Les moines possédaient une connaissance empirique mais très précise des vertus médicinales des plantes. L'herboriste avait un rôle important dans l'abbaye dont il était à la fois l'apothicaire et le médecin. La littérature contemporaine l'a popularisé : Cadfaël à l'abbaye bénédictine de Shrewbury dans les romans d' Ellis Peters, Séverin de l'abbaye italienne du Nom de la Rose d'Umberto Eco. « Guillaume le remercia et dit qu'il avait déjà noté, en entrant, le splendide potager qui lui semblait contenir non seulement des herbes comestibles mais aussi des plantes médicinales, pour autant qu'on pouvait en juger à travers la neige. En été ou au printemps avec la variété de ses herbes, chacune ornée de ses fleurs, ce jardin chante mieux les louanges du Créateur, dit Séverin en guise d'excuse. Pourtant même en cette saison, l'œil de l'herboriste voit à travers les branches sèches les plantes qui pousseront et peut te dire que ce jardin est plus riche que ne le fut jamais un herbier, et plus bigarré, pour superbes qu'en soient ses miniaturisations. » (Le Nom de la Rose, Premier jour, vers none).
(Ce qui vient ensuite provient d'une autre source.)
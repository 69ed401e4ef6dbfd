//! The `Observable` trait: anything an [`Observer`] can subscribe to.
//!
//! Subscribing consumes the observable value. Subjects are cheap handles, so
//! subscribing to one is written `subject.clone().subscribe(..)`.

mod create;

pub use create::{create, Create};

use crate::{
  observer::{FnMutObserver, Observer, ObserverAll},
  ops::into_future::{observable_into_future, ObservableFuture},
  subscription::Subscription,
};

/// A source of `Item`s that may fail with `Err`.
///
/// `'a` bounds the lifetime of the observers the source can hold on to.
pub trait Observable<'a, Item, Err>: Sized {
  /// Handle returned by every subscribe method.
  type Unsub: Subscription;

  /// Attach `observer` and start delivering notifications to it.
  fn actual_subscribe<O>(self, observer: O) -> Self::Unsub
  where
    O: Observer<Item, Err> + 'a;

  /// Subscribe with a `next` handler only; errors and completion are ignored.
  fn subscribe<N>(self, next: N) -> Self::Unsub
  where
    N: FnMut(Item) + 'a,
  {
    self.actual_subscribe(FnMutObserver(next))
  }

  /// Subscribe with one handler per notification kind.
  fn subscribe_all<N, E, C>(self, next: N, error: E, complete: C) -> Self::Unsub
  where
    N: FnMut(Item) + 'a,
    E: FnOnce(Err) + 'a,
    C: FnOnce() + 'a,
  {
    self.actual_subscribe(ObserverAll::new(next, error, complete))
  }

  /// Resolve to the single value this observable emits.
  ///
  /// See [`ObservableFuture`] for how the other outcomes are reported.
  fn into_future(self) -> ObservableFuture<Item, Err>
  where
    Item: 'a,
    Err: 'a,
  {
    observable_into_future(|observer| {
      // The future owns the result; the subscription handle is not needed.
      let _ = self.actual_subscribe(observer);
    })
  }
}
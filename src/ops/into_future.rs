//! IntoFuture operator implementation
//!
//! Converts an Observable into a Future that resolves with the single value
//! the observable emits.
//!
//! ## Behavior
//!
//! - **Single value**: the future resolves with `Ok(Ok(value))`
//! - **Error from observable**: the future resolves with `Ok(Err(error))`
//! - **Empty observable**: completing without a value resolves with
//!   `Err(IntoFutureError::Empty)`
//! - **Multiple values**: resolves with `Err(IntoFutureError::MultipleValues)`
//!   as soon as the second value arrives
//! - **Abandoned**: if the observable drops the observer without a terminal
//!   notification, resolves with `Err(IntoFutureError::Abandoned)`
//!
//! An [`AsyncSubject`](crate::subject::AsyncSubject) emits at most one value,
//! so awaiting it yields its final value once the source completes.
//!
//! ```rust
//! use futures::executor::block_on;
//! use rxsubject::prelude::*;
//!
//! let subject = AsyncSubject::<i32, ()>::new();
//! let fut = subject.clone().into_future();
//! subject.clone().next(1);
//! subject.clone().next(2);
//! subject.clone().complete();
//! assert_eq!(block_on(fut), Ok(Ok(2)));
//! ```

use std::{
  cell::RefCell,
  future::Future,
  pin::Pin,
  rc::Rc,
  task::{Context as TaskContext, Poll, Waker},
};

pub use crate::error::{IntoFutureError, IntoFutureResult};
use crate::observer::Observer;

// ============================================================================
// Internal State
// ============================================================================

pub(crate) enum State<Item, Err> {
  /// No value received yet
  Empty,
  /// Exactly one value received
  HasValue(Item),
  /// More than one value received
  MultipleValues,
  /// An error was received
  Error(Err),
  /// The observer was dropped before a terminal notification
  Abandoned,
}

/// Shared state between Future and Observer
pub(crate) struct SharedState<Item, Err> {
  pub(crate) state: State<Item, Err>,
  pub(crate) waker: Option<Waker>,
  pub(crate) completed: bool,
}

impl<Item, Err> SharedState<Item, Err> {
  fn new() -> Self { Self { state: State::Empty, waker: None, completed: false } }
}

// ============================================================================
// ObservableFuture
// ============================================================================

/// A future that resolves with the value emitted by an observable.
///
/// Works for synchronous and asynchronous sources alike: the observer stores
/// the outcome in shared state and wakes the task that last polled.
pub struct ObservableFuture<Item, Err> {
  shared: Rc<RefCell<SharedState<Item, Err>>>,
}

impl<Item, Err> Future for ObservableFuture<Item, Err> {
  type Output = IntoFutureResult<Item, Err>;

  fn poll(self: Pin<&mut Self>, cx: &mut TaskContext<'_>) -> Poll<Self::Output> {
    let mut shared = self.shared.borrow_mut();
    if shared.completed {
      let result = match std::mem::replace(&mut shared.state, State::Empty) {
        State::Empty => Err(IntoFutureError::Empty),
        State::HasValue(v) => Ok(Ok(v)),
        State::MultipleValues => Err(IntoFutureError::MultipleValues),
        State::Error(e) => Ok(Err(e)),
        State::Abandoned => Err(IntoFutureError::Abandoned),
      };
      Poll::Ready(result)
    } else {
      shared.waker = Some(cx.waker().clone());
      Poll::Pending
    }
  }
}

// ============================================================================
// IntoFutureObserver
// ============================================================================

/// Observer feeding an [`ObservableFuture`].
pub struct IntoFutureObserver<Item, Err> {
  shared: Rc<RefCell<SharedState<Item, Err>>>,
}

impl<Item, Err> IntoFutureObserver<Item, Err> {
  pub(crate) fn new(shared: Rc<RefCell<SharedState<Item, Err>>>) -> Self { Self { shared } }

  /// Wake the future if a waker is registered
  fn wake(&self) {
    let waker = self.shared.borrow_mut().waker.take();
    if let Some(waker) = waker {
      waker.wake();
    }
  }
}

impl<Item, Err> Observer<Item, Err> for IntoFutureObserver<Item, Err> {
  fn next(&mut self, value: Item) {
    let mut shared = self.shared.borrow_mut();
    match &shared.state {
      State::Empty => shared.state = State::HasValue(value),
      State::HasValue(_) => {
        shared.state = State::MultipleValues;
        shared.completed = true;
        drop(shared);
        self.wake();
      }
      // Already settled
      State::MultipleValues | State::Error(_) | State::Abandoned => {}
    }
  }

  fn error(self, err: Err) {
    {
      let mut shared = self.shared.borrow_mut();
      if shared.completed {
        return;
      }
      shared.state = State::Error(err);
      shared.completed = true;
    }
    self.wake();
  }

  fn complete(self) {
    self.shared.borrow_mut().completed = true;
    self.wake();
  }

  fn is_closed(&self) -> bool { self.shared.borrow().completed }
}

impl<Item, Err> Drop for IntoFutureObserver<Item, Err> {
  fn drop(&mut self) {
    {
      let mut shared = self.shared.borrow_mut();
      if shared.completed {
        return;
      }
      shared.state = State::Abandoned;
      shared.completed = true;
    }
    tracing::trace!("observable dropped its future observer before terminating");
    self.wake();
  }
}

// ============================================================================
// Factory Function
// ============================================================================

/// Creates a future from an observable.
///
/// `subscribe_fn` receives the observer to subscribe with; the returned future
/// resolves once that observer settles.
pub fn observable_into_future<T, E, F>(subscribe_fn: F) -> ObservableFuture<T, E>
where
  F: FnOnce(IntoFutureObserver<T, E>),
{
  let shared = Rc::new(RefCell::new(SharedState::new()));
  let observer = IntoFutureObserver::new(shared.clone());
  subscribe_fn(observer);

  ObservableFuture { shared }
}

// ============================================================================
// Tests
// ============================================================================

#[cfg(test)]
mod tests {
  use futures::{executor::block_on, task::noop_waker};

  use super::*;
  use crate::prelude::*;

  fn poll_once<T, E>(fut: &mut ObservableFuture<T, E>) -> Poll<IntoFutureResult<T, E>> {
    let waker = noop_waker();
    let mut cx = std::task::Context::from_waker(&waker);
    Pin::new(fut).poll(&mut cx)
  }

  #[test]
  fn test_into_future_single_value() {
    let fut = create(|emitter: &mut dyn Emitter<i32, ()>| {
      emitter.next(42);
      emitter.complete();
    })
    .into_future();
    assert_eq!(block_on(fut), Ok(Ok(42)));
  }

  #[test]
  fn test_into_future_empty_observable() {
    let fut = create(|emitter: &mut dyn Emitter<i32, ()>| emitter.complete()).into_future();
    assert_eq!(block_on(fut), Err(IntoFutureError::Empty));
  }

  #[test]
  fn test_into_future_multiple_values() {
    let fut = create(|emitter: &mut dyn Emitter<i32, ()>| {
      for v in 1..=3 {
        emitter.next(v);
      }
      emitter.complete();
    })
    .into_future();
    assert_eq!(block_on(fut), Err(IntoFutureError::MultipleValues));
  }

  #[test]
  fn test_into_future_error() {
    let fut = create(|emitter: &mut dyn Emitter<i32, String>| {
      emitter.error("test error".to_string());
    })
    .into_future();
    assert_eq!(block_on(fut), Ok(Err("test error".to_string())));
  }

  #[test]
  fn dropped_observer_abandons_the_future() {
    // The emitter is dropped without a terminal notification.
    let fut = create(|emitter: &mut dyn Emitter<i32, ()>| emitter.next(1)).into_future();
    assert_eq!(block_on(fut), Err(IntoFutureError::Abandoned));
  }

  #[test]
  fn pending_until_the_subject_completes() {
    let subject = Subject::<i32, ()>::new();
    let mut fut = subject.clone().into_future();
    assert!(poll_once(&mut fut).is_pending());

    subject.clone().next(7);
    assert!(poll_once(&mut fut).is_pending());

    subject.clone().complete();
    assert_eq!(poll_once(&mut fut), Poll::Ready(Ok(Ok(7))));
  }

  #[test]
  fn dropping_every_subject_handle_abandons_the_future() {
    let subject = Subject::<i32, ()>::new();
    let fut = subject.clone().into_future();
    drop(subject);
    assert_eq!(block_on(fut), Err(IntoFutureError::Abandoned));
  }
}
La pharmacopée médiévale se divise en six grands registres correspondant à des états pathologiques précis : les plantes contre les fièvres, les plantes des femmes, les plantes vulnéraires, les purges, les plantes de maux de ventre, les plantes antivenimeuses.

Selon une croyance couramment admise, qu'on appelle « la théorie des signatures », les caractéristiques de chaque plante permettaient de savoir, par analogie, ce que chacune pouvait soigner, le nom populaire évoquant souvent les caractéristiques du végétal. On y voyait un signe, une manifestation du souci de Dieu de mettre les ressources végétales à la portée des hommes. La pulmonaire, aux feuilles tachées de blanc évoquant les alvéoles des poumons, passait pour adoucissante et pectorale. Le millepertuis, aux feuilles « pertusées » et aux glandes à essence rouge couleur de sang, possédait des vertus vulnéraires, anti-inflammatoires et cicatrisantes. La chélidoine, dont le suc jaune rappelle la bile, soignait les troubles hépatiques. Les chardons, aux feuilles piquantes, servaient à calmer les picotements.